14 Arten den Krieg zu beschreiben

Neue Bearbeitung der Brecht/Eislerschen Kriegsfibel als CD veröffentlicht

Bei dem Berliner Label Polyphenia ist dieser Tage die Kriegsfibel als CD erschienen. Jörg Mischke, ehemaliger Musiker der Rio Reiser Band und bei Neues Glas aus alten Scherben, hat die Vorlagen von Bertolt Brecht und Hanns Eisler neu bearbeitet und arrangiert. 18 Stücke sind auf der CD versammelt. Für die 14 Songs hat die Schauspielerin Kathrin Angerer (Volksbühne Berlin) den Gesang übernommen. Mit ihrem an die Bühnensprache angelehnten Gesang gelingt es ihr auf beeindruckende Weise, das Grauen des Krieges stimmlich zu fassen. Am 27.3.2004 ist die Bearbeitung der Kriegsfibel erstmalig in der Berliner Volksbühne live zu erleben. Anders als auf der CD wird bei der Bühnenaufführung auf elektronische Klangerzeugung bewusst verzichtet. Hier stützen sich die Songs auf drei Instrumente: Akkordeon, Flügelhorn und Piano. Dadurch werden die Arrangements äußerst transparent, die Interaktion von MusikerInnen und Sängerin rückt in den Vordergrund und die Stimme von Kathrin Angerer erhält einen breiten Raum zur Entfaltung. Der Produzent Jörg Mischke berichtet im Folgenden über die Entstehung der Neubearbeitung.

Die Idee zu einer Bearbeitung der Kriegsfibel trug ich über lange Jahre mit mir herum. Zuerst hörte ich die Songs Mitte der 1980er Jahre, ein Freund hatte sie zum Thema einer Abschlussarbeit an der Berliner Musikhochschule gemacht. Seitdem ließen mich diese einprägsamen Melodien und kantigen Harmonien nicht mehr los.

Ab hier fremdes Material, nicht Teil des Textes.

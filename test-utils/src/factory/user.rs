//! User factory for creating test user entities.

use crate::factory::helpers::next_id;
use sea_orm::{ActiveModelTrait, ActiveValue, DatabaseConnection, DbErr};

/// Factory for creating test users with customizable fields.
///
/// # Example
///
/// ```rust,ignore
/// use test_utils::factory::user::UserFactory;
///
/// let user = UserFactory::new(&db)
///     .name("Custom User")
///     .email("custom@example.com")
///     .build()
///     .await?;
/// ```
pub struct UserFactory<'a> {
    db: &'a DatabaseConnection,
    name: String,
    email: String,
}

impl<'a> UserFactory<'a> {
    /// Creates a new UserFactory with default values.
    ///
    /// Defaults:
    /// - name: `"User {id}"` where id is auto-incremented
    /// - email: `"user{id}@example.com"` (unique per factory call)
    ///
    /// # Arguments
    /// - `db` - Database connection for inserting the entity
    pub fn new(db: &'a DatabaseConnection) -> Self {
        let id = next_id();
        Self {
            db,
            name: format!("User {}", id),
            email: format!("user{}@example.com", id),
        }
    }

    /// Sets the user's name.
    pub fn name(mut self, name: impl Into<String>) -> Self {
        self.name = name.into();
        self
    }

    /// Sets the user's email.
    pub fn email(mut self, email: impl Into<String>) -> Self {
        self.email = email.into();
        self
    }

    /// Inserts the user into the database.
    ///
    /// # Returns
    /// - `Ok(Model)` - The created user
    /// - `Err(DbErr)` - Database error (e.g. duplicate email)
    pub async fn build(self) -> Result<entity::user::Model, DbErr> {
        entity::user::ActiveModel {
            name: ActiveValue::Set(self.name),
            email: ActiveValue::Set(self.email),
            ..Default::default()
        }
        .insert(self.db)
        .await
    }
}

/// Creates a user with default values.
///
/// # Arguments
/// - `db` - Database connection
///
/// # Returns
/// - `Ok(Model)` - The created user
/// - `Err(DbErr)` - Database error
pub async fn create_user(db: &DatabaseConnection) -> Result<entity::user::Model, DbErr> {
    UserFactory::new(db).build().await
}
pub use sea_orm_migration::prelude::*;

mod m20260110_000001_create_user_table;
mod m20260110_000002_create_item_request_table;
mod m20260110_000003_create_item_table;
mod m20260110_000004_create_booking_table;
mod m20260110_000005_create_comment_table;

pub struct Migrator;

#[async_trait::async_trait]
impl MigratorTrait for Migrator {
    fn migrations() -> Vec<Box<dyn MigrationTrait>> {
        vec![
            Box::new(m20260110_000001_create_user_table::Migration),
            Box::new(m20260110_000002_create_item_request_table::Migration),
            Box::new(m20260110_000003_create_item_table::Migration),
            Box::new(m20260110_000004_create_booking_table::Migration),
            Box::new(m20260110_000005_create_comment_table::Migration),
        ]
    }
}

Es brauchte nur noch eine Gelegenheit, ihnen eine neue Gestalt zu geben. Im Herbst 2002 ergab sich die Chance, bei Polyphenia aufzunehmen. Aus dem Experiment, einzelne Songs aus der Kriegsfibel in neuer Version einzuspielen, wurde ein komplettes Projekt. Jeder der eigenständigen Songs geriet während der Arbeit zu einer Herausforderung.

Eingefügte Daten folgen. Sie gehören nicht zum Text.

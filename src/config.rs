use crate::error::{config::ConfigError, AppError};

const DEFAULT_HOST: &str = "0.0.0.0";
const DEFAULT_PORT: u16 = 9090;

pub struct Config {
    pub database_url: String,

    pub host: String,
    pub port: u16,
}

impl Config {
    pub fn from_env() -> Result<Self, AppError> {
        let port = match std::env::var("PORT") {
            Ok(raw) => raw
                .parse::<u16>()
                .map_err(|_| ConfigError::InvalidEnvVar("PORT".to_string(), raw))?,
            Err(_) => DEFAULT_PORT,
        };

        Ok(Self {
            database_url: std::env::var("DATABASE_URL")
                .map_err(|_| ConfigError::MissingEnvVar("DATABASE_URL".to_string()))?,
            host: std::env::var("HOST").unwrap_or_else(|_| DEFAULT_HOST.to_string()),
            port,
        })
    }
}
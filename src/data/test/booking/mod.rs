use crate::{
    data::booking::BookingRepository,
    model::booking::{BookingStatus, StateFilter},
};
use chrono::{Duration, Utc};
use sea_orm::DbErr;
use test_utils::{builder::TestBuilder, factory};

mod create;
mod find_for_booker;
mod find_for_owner;
mod set_status;
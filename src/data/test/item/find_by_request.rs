use super::*;
use test_utils::factory::item::ItemFactory;

/// Tests finding the items that fulfill a single request.
///
/// Expected: Ok with only items referencing the request
#[tokio::test]
async fn returns_items_fulfilling_the_request() -> Result<(), DbErr> {
    let test = TestBuilder::new()
        .with_table(User)
        .with_table(ItemRequest)
        .with_table(Item)
        .build()
        .await
        .unwrap();
    let db = test.db.as_ref().unwrap();

    let owner = factory::create_user(db).await?;
    let requester = factory::create_user(db).await?;
    let request = factory::create_request(db, requester.id).await?;
    let other_request = factory::create_request(db, requester.id).await?;

    let fulfilling = ItemFactory::new(db, owner.id)
        .request_id(request.id)
        .build()
        .await?;
    ItemFactory::new(db, owner.id)
        .request_id(other_request.id)
        .build()
        .await?;
    factory::create_item(db, owner.id).await?;

    let items = ItemRepository::new(db).find_by_request(request.id).await?;

    assert_eq!(items.len(), 1);
    assert_eq!(items[0].id, fulfilling.id);

    Ok(())
}

/// Tests the batch lookup across several requests.
///
/// Expected: Ok with the items of both requests and nothing else; an empty
/// ID list short-circuits to an empty result
#[tokio::test]
async fn batches_lookup_across_requests() -> Result<(), DbErr> {
    let test = TestBuilder::new()
        .with_table(User)
        .with_table(ItemRequest)
        .with_table(Item)
        .build()
        .await
        .unwrap();
    let db = test.db.as_ref().unwrap();

    let owner = factory::create_user(db).await?;
    let requester = factory::create_user(db).await?;
    let first = factory::create_request(db, requester.id).await?;
    let second = factory::create_request(db, requester.id).await?;

    ItemFactory::new(db, owner.id)
        .request_id(first.id)
        .build()
        .await?;
    ItemFactory::new(db, owner.id)
        .request_id(second.id)
        .build()
        .await?;
    factory::create_item(db, owner.id).await?;

    let repo = ItemRepository::new(db);

    let items = repo.find_by_requests(vec![first.id, second.id]).await?;
    assert_eq!(items.len(), 2);

    let none = repo.find_by_requests(vec![]).await?;
    assert!(none.is_empty());

    Ok(())
}
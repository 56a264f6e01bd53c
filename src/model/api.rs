use serde::{Deserialize, Serialize};
use utoipa::ToSchema;

/// Standard JSON body for error responses.
#[derive(Serialize, Deserialize, PartialEq, Clone, Debug, ToSchema)]
pub struct ErrorDto {
    pub error: String,
}
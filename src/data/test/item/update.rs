use super::*;

/// Tests replacing an item's mutable fields.
///
/// Expected: Ok with name, description and availability updated, owner and
/// request reference untouched
#[tokio::test]
async fn replaces_mutable_fields() -> Result<(), DbErr> {
    let test = TestBuilder::new()
        .with_table(User)
        .with_table(ItemRequest)
        .with_table(Item)
        .build()
        .await
        .unwrap();
    let db = test.db.as_ref().unwrap();

    let (owner, item) = factory::helpers::create_item_with_owner(db).await?;
    let item_id = item.id;

    let updated = ItemRepository::new(db)
        .update(item, "New name".to_string(), "New description".to_string(), false)
        .await?;

    assert_eq!(updated.id, item_id);
    assert_eq!(updated.name, "New name");
    assert_eq!(updated.description, "New description");
    assert!(!updated.available);
    assert_eq!(updated.owner_id, owner.id);

    Ok(())
}
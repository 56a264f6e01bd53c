//! Item request factory for creating test item request entities.

use crate::factory::helpers::next_id;
use chrono::{DateTime, Utc};
use sea_orm::{ActiveModelTrait, ActiveValue, DatabaseConnection, DbErr};

/// Factory for creating test item requests with customizable fields.
pub struct RequestFactory<'a> {
    db: &'a DatabaseConnection,
    requester_id: i32,
    description: String,
    created: DateTime<Utc>,
}

impl<'a> RequestFactory<'a> {
    /// Creates a new RequestFactory with default values.
    ///
    /// Defaults:
    /// - description: `"Request {id}"` where id is auto-incremented
    /// - created: now
    ///
    /// # Arguments
    /// - `db` - Database connection for inserting the entity
    /// - `requester_id` - ID of the requesting user (must exist)
    pub fn new(db: &'a DatabaseConnection, requester_id: i32) -> Self {
        Self {
            db,
            requester_id,
            description: format!("Request {}", next_id()),
            created: Utc::now(),
        }
    }

    /// Sets the request's description.
    pub fn description(mut self, description: impl Into<String>) -> Self {
        self.description = description.into();
        self
    }

    /// Sets the request's creation timestamp.
    pub fn created(mut self, created: DateTime<Utc>) -> Self {
        self.created = created;
        self
    }

    /// Inserts the item request into the database.
    ///
    /// # Returns
    /// - `Ok(Model)` - The created item request
    /// - `Err(DbErr)` - Database error
    pub async fn build(self) -> Result<entity::item_request::Model, DbErr> {
        entity::item_request::ActiveModel {
            requester_id: ActiveValue::Set(self.requester_id),
            description: ActiveValue::Set(self.description),
            created: ActiveValue::Set(self.created),
            ..Default::default()
        }
        .insert(self.db)
        .await
    }
}

/// Creates an item request with default values.
///
/// # Arguments
/// - `db` - Database connection
/// - `requester_id` - ID of the requesting user
///
/// # Returns
/// - `Ok(Model)` - The created item request
/// - `Err(DbErr)` - Database error
pub async fn create_request(
    db: &DatabaseConnection,
    requester_id: i32,
) -> Result<entity::item_request::Model, DbErr> {
    RequestFactory::new(db, requester_id).build().await
}
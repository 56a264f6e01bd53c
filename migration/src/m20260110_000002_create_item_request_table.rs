use sea_orm_migration::{prelude::*, schema::*};

use super::m20260110_000001_create_user_table::User;

#[derive(DeriveMigrationName)]
pub struct Migration;

#[async_trait::async_trait]
impl MigrationTrait for Migration {
    async fn up(&self, manager: &SchemaManager) -> Result<(), DbErr> {
        manager
            .create_table(
                Table::create()
                    .table(ItemRequest::Table)
                    .if_not_exists()
                    .col(pk_auto(ItemRequest::Id))
                    .col(integer(ItemRequest::RequesterId))
                    .col(text(ItemRequest::Description))
                    .col(timestamp(ItemRequest::Created))
                    .foreign_key(
                        ForeignKey::create()
                            .name("fk_item_request_requester_id")
                            .from(ItemRequest::Table, ItemRequest::RequesterId)
                            .to(User::Table, User::Id)
                            .on_delete(ForeignKeyAction::Cascade)
                            .on_update(ForeignKeyAction::Cascade),
                    )
                    .to_owned(),
            )
            .await
    }

    async fn down(&self, manager: &SchemaManager) -> Result<(), DbErr> {
        manager
            .drop_table(Table::drop().table(ItemRequest::Table).to_owned())
            .await
    }
}

#[derive(DeriveIden)]
pub enum ItemRequest {
    Table,
    Id,
    RequesterId,
    Description,
    Created,
}
//! Item request service.
//!
//! Users post requests for items nobody has listed; owners fulfill a request
//! by creating an item that references it. Request views carry the list of
//! fulfilling items.

use chrono::Utc;
use sea_orm::DatabaseConnection;
use std::collections::HashMap;

use crate::{
    data::{item::ItemRepository, request::RequestRepository, user::UserRepository},
    error::AppError,
    model::request::{CreateRequestDto, RequestDto, RequestedItemDto},
};

pub struct RequestService<'a> {
    db: &'a DatabaseConnection,
}

impl<'a> RequestService<'a> {
    pub fn new(db: &'a DatabaseConnection) -> Self {
        Self { db }
    }

    /// Creates a new item request.
    ///
    /// # Returns
    /// - `Ok(RequestDto)` - The created request with a server-assigned
    ///   creation time and an empty item list
    /// - `Err(AppError::NotFound)` - Requester missing
    /// - `Err(AppError::Validation)` - Blank description
    pub async fn create(
        &self,
        requester_id: i32,
        dto: CreateRequestDto,
    ) -> Result<RequestDto, AppError> {
        let requester = self.require_user(requester_id).await?;

        let description = dto.description.trim().to_string();
        if description.is_empty() {
            return Err(AppError::Validation(
                "Request description must not be blank".to_string(),
            ));
        }

        let request = RequestRepository::new(self.db)
            .create(requester.id, description, Utc::now())
            .await?;

        Ok(RequestDto {
            id: request.id,
            description: request.description,
            created: request.created,
            items: Vec::new(),
        })
    }

    /// Gets all requests posted by the user, newest first, each with its
    /// fulfilling items.
    pub async fn get_own(&self, user_id: i32) -> Result<Vec<RequestDto>, AppError> {
        self.require_user(user_id).await?;

        let requests = RequestRepository::new(self.db)
            .find_by_requester(user_id)
            .await?;

        self.to_dtos(requests).await
    }

    /// Gets a page of all other users' requests, newest first, each with its
    /// fulfilling items.
    ///
    /// # Arguments
    /// - `user_id` - ID of the requesting user, whose own requests are excluded
    /// - `from` - Number of requests to skip (must be non-negative)
    /// - `size` - Page size (must be positive)
    pub async fn get_all(
        &self,
        user_id: i32,
        from: i64,
        size: i64,
    ) -> Result<Vec<RequestDto>, AppError> {
        let (offset, limit) = super::to_page(from, size)?;
        self.require_user(user_id).await?;

        let requests = RequestRepository::new(self.db)
            .find_others(user_id, offset, limit)
            .await?;

        self.to_dtos(requests).await
    }

    /// Gets one request with its fulfilling items. Any existing user may look
    /// at any request.
    ///
    /// # Returns
    /// - `Ok(RequestDto)` - The request
    /// - `Err(AppError::NotFound)` - Requesting user or request missing
    pub async fn get_by_id(&self, request_id: i32, user_id: i32) -> Result<RequestDto, AppError> {
        self.require_user(user_id).await?;

        let request = RequestRepository::new(self.db)
            .get_by_id(request_id)
            .await?
            .ok_or_else(|| AppError::NotFound("ItemRequest not found".to_string()))?;

        let items = ItemRepository::new(self.db)
            .find_by_request(request.id)
            .await?
            .into_iter()
            .map(RequestedItemDto::from)
            .collect();

        Ok(RequestDto {
            id: request.id,
            description: request.description,
            created: request.created,
            items,
        })
    }

    async fn require_user(&self, user_id: i32) -> Result<entity::user::Model, AppError> {
        UserRepository::new(self.db)
            .get_by_id(user_id)
            .await?
            .ok_or_else(|| AppError::NotFound("User not found".to_string()))
    }

    /// Maps requests to DTOs, batch-fetching the items that fulfill them.
    async fn to_dtos(
        &self,
        requests: Vec<entity::item_request::Model>,
    ) -> Result<Vec<RequestDto>, AppError> {
        let request_ids: Vec<i32> = requests.iter().map(|r| r.id).collect();

        let mut items_by_request: HashMap<i32, Vec<RequestedItemDto>> = HashMap::new();
        for item in ItemRepository::new(self.db)
            .find_by_requests(request_ids)
            .await?
        {
            if let Some(request_id) = item.request_id {
                items_by_request
                    .entry(request_id)
                    .or_default()
                    .push(item.into());
            }
        }

        Ok(requests
            .into_iter()
            .map(|request| RequestDto {
                items: items_by_request.remove(&request.id).unwrap_or_default(),
                id: request.id,
                description: request.description,
                created: request.created,
            })
            .collect())
    }
}
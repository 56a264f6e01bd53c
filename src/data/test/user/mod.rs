use crate::data::user::UserRepository;
use sea_orm::DbErr;
use test_utils::{builder::TestBuilder, factory};

mod create;
mod delete;
mod find_by_email;
mod get_by_id;
mod update;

Aus Fotoepigrammen werden Lieder

Die Kriegsfibel ist zunächst einmal ein Buch. Brecht sammelte während der Zeit seines Exils Fotos aus Zeitungen. Sie tauchten in seinem Arbeitsjournal auf und einige versah er mit pointierten Vierzeilern. Die Fotos zeigen Geschehnisse des Krieges - Schnappschüsse von Tätern und Opfern, Dokumente der Zerstörung und des Leidens. 1955 ließ er neunundsechzig dieser Bilder als Kriegsfibel veröffentlichen. Diese folgen einer inneren Logik der Zeit, der Orte und der Themen. Die Texte fügen den Fotos in der Kürze von vier Zeilen eine Betrachtungsebene hinzu. Brecht nannte sie "Fotoepigramme". Sie erklären nicht, sie kommentieren. Sie mildern kein Elend, sie verweisen auf dessen Ursache und Kontext. Damit zeugen sie von zeitlosen Einsichten in die Maschinerie des Krieges.

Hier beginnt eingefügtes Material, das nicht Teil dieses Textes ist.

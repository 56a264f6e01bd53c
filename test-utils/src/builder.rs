use entity::prelude::*;
use sea_orm::{sea_query::TableCreateStatement, EntityTrait, Schema};

use crate::{context::TestContext, error::TestError};

/// Builder for creating test contexts with customizable database schemas.
///
/// Provides a fluent interface for configuring test environments with in-memory
/// SQLite databases. Add entity tables with `with_table()` (in dependency order),
/// then call `build()` to create the configured test context.
///
/// # Example
///
/// ```rust,ignore
/// use test_utils::builder::TestBuilder;
/// use entity::prelude::{Item, User};
///
/// let test = TestBuilder::new()
///     .with_table(User)
///     .with_table(Item)
///     .build()
///     .await?;
/// ```
pub struct TestBuilder {
    /// CREATE TABLE statements to execute during database setup, generated from
    /// entity models with SeaORM's schema builder and executed in insertion order.
    tables: Vec<TableCreateStatement>,
}

impl TestBuilder {
    /// Creates a new test builder with no tables configured.
    pub fn new() -> Self {
        Self { tables: Vec::new() }
    }

    /// Adds an entity table to the test database schema.
    ///
    /// Generates a CREATE TABLE statement from the provided SeaORM entity using
    /// SQLite backend syntax. Tables with foreign keys should be added after the
    /// tables they reference.
    ///
    /// # Arguments
    /// - `entity` - SeaORM entity implementing `EntityTrait` to create a table for
    ///
    /// # Returns
    /// - `Self` - Builder instance for method chaining
    pub fn with_table<E: EntityTrait>(mut self, entity: E) -> Self {
        let schema = Schema::new(sea_orm::DbBackend::Sqlite);
        self.tables.push(schema.create_table_from_entity(entity));
        self
    }

    /// Adds all tables required for booking operations.
    ///
    /// This convenience method adds the following tables in dependency order:
    /// - User
    /// - ItemRequest
    /// - Item
    /// - Booking
    ///
    /// Use `with_item_tables()` instead when the test also posts comments.
    ///
    /// # Returns
    /// - `Self` - Builder instance for method chaining
    pub fn with_booking_tables(self) -> Self {
        self.with_table(User)
            .with_table(ItemRequest)
            .with_table(Item)
            .with_table(Booking)
    }

    /// Adds every table in the schema: User, ItemRequest, Item, Booking, Comment.
    ///
    /// # Returns
    /// - `Self` - Builder instance for method chaining
    pub fn with_item_tables(self) -> Self {
        self.with_booking_tables().with_table(Comment)
    }

    /// Builds the configured test context.
    ///
    /// Connects to a fresh in-memory SQLite database and creates all configured
    /// tables.
    ///
    /// # Returns
    /// - `Ok(TestContext)` - Test context with database ready for use
    /// - `Err(TestError::Database)` - Failed to connect or create tables
    pub async fn build(self) -> Result<TestContext, TestError> {
        let mut context = TestContext::new();

        context.with_tables(self.tables).await?;

        Ok(context)
    }
}

impl Default for TestBuilder {
    fn default() -> Self {
        Self::new()
    }
}
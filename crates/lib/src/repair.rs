//! Repair of the Bazel file named by a recognized diagnostic.
//!
//! The defective file carries a stray `pass` statement at the wrong
//! indentation. Dropping those lines and reformatting the file makes Bazel
//! load it again.

use std::path::{Path, PathBuf};

use serde::Serialize;
use thiserror::Error;
use tracing::info;

use crate::config::FormatterConfig;
use crate::tool::{Invocation, ToolError, ToolRunner};

#[derive(Debug, Error)]
pub enum RepairError {
  #[error("failed to read {path}: {source}")]
  Read {
    path: PathBuf,
    #[source]
    source: std::io::Error,
  },

  #[error("failed to rewrite {path}: {source}")]
  Write {
    path: PathBuf,
    #[source]
    source: std::io::Error,
  },

  #[error("formatter failed on {path}: {source}")]
  Formatter {
    path: PathBuf,
    #[source]
    source: ToolError,
  },
}

/// Summary of a repaired file.
#[derive(Debug, Clone, PartialEq, Eq, Serialize)]
pub struct RepairReport {
  pub path: PathBuf,
  pub removed_lines: usize,
}

/// Drop every line ending in ` pass`, returning the new text and how many
/// lines went away. Line endings of the kept lines are preserved.
pub fn strip_stray_pass(text: &str) -> (String, usize) {
  let mut kept = String::with_capacity(text.len());
  let mut removed = 0;

  for line in text.split_inclusive('\n') {
    if line.trim_end().ends_with(" pass") {
      removed += 1;
    } else {
      kept.push_str(line);
    }
  }

  (kept, removed)
}

/// Rewrite `path` without stray `pass` lines, then run the formatter over it.
pub async fn repair_build_file(
  runner: &impl ToolRunner,
  path: &Path,
  formatter: &FormatterConfig,
) -> Result<RepairReport, RepairError> {
  let original = std::fs::read_to_string(path).map_err(|source| RepairError::Read {
    path: path.to_path_buf(),
    source,
  })?;

  let (fixed, removed_lines) = strip_stray_pass(&original);
  std::fs::write(path, fixed).map_err(|source| RepairError::Write {
    path: path.to_path_buf(),
    source,
  })?;

  info!(path = %path.display(), removed_lines, "fixing build file");

  let path_arg = path.to_string_lossy().into_owned();
  let mut commands = Vec::new();
  if let Some(pip) = &formatter.pip {
    commands.push(Invocation::new(pip).args(["install", "--upgrade", formatter.program.as_str()]));
  }
  commands.push(Invocation::new(&formatter.program).args(["--in-place", path_arg.as_str()]));

  for invocation in &commands {
    runner
      .run(invocation)
      .await
      .and_then(|output| output.check(invocation))
      .map_err(|source| RepairError::Formatter {
        path: path.to_path_buf(),
        source,
      })?;
  }

  Ok(RepairReport {
    path: path.to_path_buf(),
    removed_lines,
  })
}
use std::path::PathBuf;

use crate::consts::APP_NAME;

/// Returns the user's home directory
#[cfg(windows)]
pub fn home_dir() -> Option<PathBuf> {
  std::env::var_os("USERPROFILE").map(PathBuf::from)
}

/// Returns the user's home directory
#[cfg(not(windows))]
pub fn home_dir() -> Option<PathBuf> {
  std::env::var_os("HOME").map(PathBuf::from)
}

/// Returns the directory for cache files for the application
#[cfg(windows)]
pub fn cache_dir() -> PathBuf {
  std::env::var_os("LOCALAPPDATA")
    .map(PathBuf::from)
    .unwrap_or_else(std::env::temp_dir)
    .join(APP_NAME)
    .join("Cache")
}

/// Returns the directory for cache files for the application
#[cfg(not(windows))]
pub fn cache_dir() -> PathBuf {
  let cache_home = std::env::var_os("XDG_CACHE_HOME")
    .map(PathBuf::from)
    .or_else(|| home_dir().map(|home| home.join(".cache")))
    .unwrap_or_else(std::env::temp_dir);
  cache_home.join(APP_NAME)
}
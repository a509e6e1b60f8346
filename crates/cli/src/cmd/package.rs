//! Implementation of the `litepack package` command.

use anyhow::{Context, Result};

use super::RecipeArgs;
use crate::output::{OutputFormat, Status, print_json, print_package_report, print_status};

/// Copy built libraries and headers into the package directory.
pub fn cmd_package(args: &RecipeArgs, format: OutputFormat, verbose: bool) -> Result<()> {
  let recipe = args.recipe()?;
  let report = recipe.package().context("Packaging failed")?;

  if format.is_json() {
    return print_json(&report);
  }

  print_status(Status::Done, &format!("Packaged into {}", report.package_dir.display()));
  print_package_report(&report, verbose);
  Ok(())
}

1957 vertonte Hanns Eisler vierzehn dieser Fotoepigramme für kleines Ensemble, Sänger und Chor. Diese Musiken sind von ebenso prägnanter Kürze wie Brechts Texte, sie füllen kaum zehn Minuten. Bei der Bearbeitung bestand der Reiz darin, aus diesen sehr kurzen Stücken Songs zu bauen, ohne die Substanz zu verwässern. Die entstandenen Cover-Versionen sind unterschiedlich weit entfernt vom Eislerschen Duktus. Melodie und Harmonik folgen relativ streng der Originalvorlage. Rhythmus, Instrumentation und Klangbild dagegen sind Resultat der Studioarbeit mit zahlreichen elektronischen Klangerzeugern. Viele Stücke wurden in der Form erweitert. Im Ergebnis bekamen Songs, die bei Eisler sehr ähnlich angelegt sind, gegensätzliche Arrangements, andere hingegen näherten sich in der Gestaltung an, nicht zuletzt durch die Verwendung wiederkehrender Instrumente (Klavier, Akkordeon, Flügelhorn).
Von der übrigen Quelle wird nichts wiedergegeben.